The Chinese yuan is still expected to advance in the coming weeks, while remaining susceptible to developments in the ongoing US-China trade talks, according to the latest research report from Scotiabank.
Although remarks from US President Donald Trump may dent market sentiment a bit for now, it is believed the two nations will finally agree to an interim phase-1 trade deal by the end of this calendar year.
China’s CPI inflation rose to a nearly eight-year high of 3.8 percent y/y in October, largely driven by pork prices that soared 101.3 percent from a year earlier and contributed 2.43 percentage points to the October CPI growth.
The African swine fever’s impact on consumer prices is expected to increase in the months ahead, but inflation expectations will remain steady in our opinion. In the meanwhile, the nation’s factory deflation deepened further last month in line with falling manufacturing PMI, casting a shadow on the Chinese economy.

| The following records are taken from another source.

// Library side of the wrapper contract
//
// A wrapper shared library links its own copy of the Rust runtime, so a panic
// raised inside it cannot be caught by the host. Everything here runs inside
// the wrapper library and turns panics into null pointers or errors before
// they reach the boundary.

use std::panic::{self, AssertUnwindSafe};
use std::path::PathBuf;

use crate::matrix::{EcosystemVersionConfig, LanguageVersionConfig};

use super::artifact::panic_message;
use super::traits::{BoxError, CompileOutcome, CompilerWrapper, SourceFile};

/// Reports a panic in a wrapper method as an error of that method
pub struct PanicGuard<W> {
    inner: W,
}

impl<W: CompilerWrapper> PanicGuard<W> {
    pub fn new(inner: W) -> Self {
        Self { inner }
    }

    pub fn into_inner(self) -> W {
        self.inner
    }
}

fn guarded<T>(
    operation: &str,
    call: impl FnOnce() -> Result<T, BoxError>,
) -> Result<T, BoxError> {
    panic::catch_unwind(AssertUnwindSafe(call)).unwrap_or_else(|payload| {
        Err(format!("{operation} panicked: {}", panic_message(payload.as_ref())).into())
    })
}

impl<W: CompilerWrapper> CompilerWrapper for PanicGuard<W> {
    fn init(
        &mut self,
        shared_libraries: &[PathBuf],
        ecosystem: &EcosystemVersionConfig,
        language: &LanguageVersionConfig,
    ) -> Result<(), BoxError> {
        guarded("init", || {
            self.inner.init(shared_libraries, ecosystem, language)
        })
    }

    fn compiler_version(&self) -> &str {
        self.inner.compiler_version()
    }

    fn compile(&self, sources: &[SourceFile]) -> Result<CompileOutcome, BoxError> {
        guarded("compile", || self.inner.compile(sources))
    }
}

/// Body of a generated constructor: null when `construct` panics
#[doc(hidden)]
pub fn create_raw<F, W>(construct: F) -> *mut dyn CompilerWrapper
where
    F: FnOnce() -> W,
    W: CompilerWrapper + 'static,
{
    match panic::catch_unwind(AssertUnwindSafe(construct)) {
        Ok(wrapper) => {
            let boxed: Box<dyn CompilerWrapper> = Box::new(PanicGuard::new(wrapper));
            Box::into_raw(boxed)
        }
        Err(_) => std::ptr::null_mut::<Unconstructed>() as *mut dyn CompilerWrapper,
    }
}

/// Body of a generated destructor
///
/// # Safety
/// `raw` is null or came from [`create_raw`] in the same library and was not freed yet.
#[doc(hidden)]
pub unsafe fn destroy_raw(raw: *mut dyn CompilerWrapper) {
    if !raw.is_null() {
        let _ = panic::catch_unwind(AssertUnwindSafe(|| drop(Box::from_raw(raw))));
    }
}

/// Type behind the null pointer of a failed construction; never instantiated
#[doc(hidden)]
pub enum Unconstructed {}

impl CompilerWrapper for Unconstructed {
    fn init(
        &mut self,
        _shared_libraries: &[PathBuf],
        _ecosystem: &EcosystemVersionConfig,
        _language: &LanguageVersionConfig,
    ) -> Result<(), BoxError> {
        match *self {}
    }

    fn compiler_version(&self) -> &str {
        match *self {}
    }

    fn compile(&self, _sources: &[SourceFile]) -> Result<CompileOutcome, BoxError> {
        match *self {}
    }
}

/// Export a wrapper constructor and destructor from a `cdylib`.
///
/// ```ignore
/// wrapman::export_compiler_wrapper!(KotlinWrapper::default);
///
/// // Custom symbol names
/// wrapman::export_compiler_wrapper!(legacy_create, legacy_destroy => || KotlinWrapper::legacy());
/// ```
#[macro_export]
macro_rules! export_compiler_wrapper {
    ($create:ident, $destroy:ident => $constructor:expr) => {
        #[no_mangle]
        #[allow(improper_ctypes_definitions)]
        pub extern "C-unwind" fn $create() -> *mut dyn $crate::wrapper::CompilerWrapper {
            $crate::wrapper::export::create_raw($constructor)
        }

        /// # Safety
        /// `raw` must come from the matching constructor.
        #[no_mangle]
        #[allow(improper_ctypes_definitions)]
        pub unsafe extern "C-unwind" fn $destroy(raw: *mut dyn $crate::wrapper::CompilerWrapper) {
            $crate::wrapper::export::destroy_raw(raw)
        }
    };
    ($constructor:expr) => {
        $crate::export_compiler_wrapper!(
            wrapman_wrapper_create,
            wrapman_wrapper_destroy => $constructor
        );
    };
}
// CLI interface for Wrapman using clap
use clap::{CommandFactory, Parser, Subcommand};
use clap_complete::{generate, Shell};
use serde::Serialize;
use std::io::Write;
use std::path::Path;

use crate::config::Config;
use crate::error::{exit_codes, CliError, Result, WrapmanError};
use crate::registry::{RegistryInit, WrapperRegistry};
use crate::wrapper::IsolatedLoader;

#[derive(Parser)]
#[command(
    name = "wrapman",
    about = "Wrapman - Loads isolated, versioned compiler wrappers side by side in one process",
    version = crate::VERSION,
    long_about = "Wrapman loads one isolated compiler wrapper per (ecosystem version, language version) pair declared in its configuration and reports which pairs are available."
)]
pub struct Cli {
    #[command(subcommand)]
    pub command: Option<Commands>,

    /// Enable verbose output
    #[arg(short, long, global = true)]
    pub verbose: bool,

    /// Suppress output
    #[arg(short, long, global = true)]
    pub quiet: bool,

    /// Configuration file path
    #[arg(short, long, global = true, default_value = "wrapman.yaml")]
    pub config: String,

    /// Control color output (auto, always, never)
    #[arg(long, global = true, value_name = "WHEN")]
    pub color: Option<String>,

    /// Log format (pretty, json, compact)
    #[arg(long, global = true, value_name = "FORMAT")]
    pub log_format: Option<String>,

    /// Prefix log records with a timestamp
    #[arg(long, global = true)]
    pub log_timestamps: bool,
}

#[derive(Subcommand)]
pub enum Commands {
    /// Load every configured wrapper and report the result (default command)
    Check,

    /// List loaded ecosystem versions, or the loaded language versions of one ecosystem
    Versions {
        /// Ecosystem version whose language versions to list
        #[arg(long)]
        ecosystem: Option<String>,
    },

    /// Print the configured version matrix as JSON
    Matrix,

    /// Generate shell completion scripts
    GenerateCompletion {
        /// Shell to generate completion for
        shell: Shell,
    },
}

#[derive(Serialize)]
struct CheckReport<'a> {
    loaded: Vec<String>,
    default: Option<String>,
    failures: Vec<FailureReport<'a>>,
}

#[derive(Serialize)]
struct FailureReport<'a> {
    ecosystem_version: &'a str,
    language_version: &'a str,
    kind: &'static str,
    cause: String,
}

impl Cli {
    pub fn run(&self) -> Result<i32> {
        self.init_logging();

        if self.verbose && self.quiet {
            return Err(WrapmanError::Cli(Box::new(CliError::ConflictingArguments {
                first: "--verbose".to_string(),
                second: "--quiet".to_string(),
                suggestion: "Use either --verbose for more output or --quiet for less output, but not both".to_string(),
            })));
        }

        if let Some(format) = self.log_format.as_deref() {
            if !["pretty", "json", "compact"].contains(&format) {
                return Err(WrapmanError::Cli(Box::new(CliError::InvalidArgument {
                    argument: "--log-format".to_string(),
                    message: format!("Unknown log format '{format}'"),
                    suggestion: Some("Use one of: pretty, json, compact".to_string()),
                })));
            }
        }

        match &self.command {
            Some(Commands::Check) | None => self.check(),
            Some(Commands::Versions { ecosystem }) => self.versions(ecosystem.as_deref()),
            Some(Commands::Matrix) => {
                let config = self.load_config()?;
                print_json(&config.matrix())?;
                Ok(exit_codes::SUCCESS)
            }
            Some(Commands::GenerateCompletion { shell }) => {
                let mut cmd = Self::command();
                let name = cmd.get_name().to_string();
                generate(*shell, &mut cmd, name, &mut std::io::stdout());
                Ok(exit_codes::SUCCESS)
            }
        }
    }

    fn check(&self) -> Result<i32> {
        let init = self.init_registry()?;
        let registry = &init.registry;

        let report = CheckReport {
            loaded: registry.pairs().iter().map(ToString::to_string).collect(),
            default: registry.default_pair().map(ToString::to_string),
            failures: init
                .failures
                .iter()
                .map(|failure| FailureReport {
                    ecosystem_version: &failure.pair.ecosystem_version,
                    language_version: &failure.pair.language_version,
                    kind: failure.error.kind(),
                    cause: failure.error.to_string(),
                })
                .collect(),
        };

        if !self.quiet {
            print_json(&report)?;
        }

        if registry.is_empty() {
            Ok(exit_codes::REGISTRY_EMPTY)
        } else {
            Ok(exit_codes::SUCCESS)
        }
    }

    fn versions(&self, ecosystem: Option<&str>) -> Result<i32> {
        let init = self.init_registry()?;
        let versions = match ecosystem {
            Some(ecosystem) => init.registry.language_versions(ecosystem),
            None => init.registry.ecosystem_versions(),
        };
        print_json(&versions)?;
        Ok(exit_codes::SUCCESS)
    }

    fn load_config(&self) -> Result<Config> {
        Config::from_file(Path::new(&self.config))
    }

    fn init_registry(&self) -> Result<RegistryInit> {
        let config = self.load_config()?;
        Ok(WrapperRegistry::init(
            &config.matrix(),
            &config.settings(),
            &IsolatedLoader::dylib(),
        ))
    }

    fn init_logging(&self) {
        use crate::logging::{init_logging, LogConfig, LogFormat};

        let log_config = LogConfig::from_cli(self.verbose, self.quiet, self.color.clone())
            .with_format(LogFormat::from_name(self.log_format.as_deref()))
            .with_timestamps(self.log_timestamps);

        if let Err(e) = init_logging(log_config) {
            eprintln!("Failed to initialize logging: {e}");
        }
    }
}

fn print_json<T: Serialize>(value: &T) -> Result<()> {
    let mut stdout = std::io::stdout().lock();
    serde_json::to_writer_pretty(&mut stdout, value)?;
    writeln!(stdout)?;
    Ok(())
}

China’s authorities will step up efforts to spur economic growth, while averting aggressive monetary easing amid increasing CPI inflation. As we know, the PBoC extended CNY400 billion of 1-year MLF loans and unexpectedly lowered the rate by 5 bp to 3.25 percent last Tuesday, with CNY403.5 billion worth of MLF loans expiring on the same day, the report added.
It has raised market expectations for a 5 bp reduction in the 1-year LPR that is due to be reset on November 20, without spurring concerns over the yuan depreciation.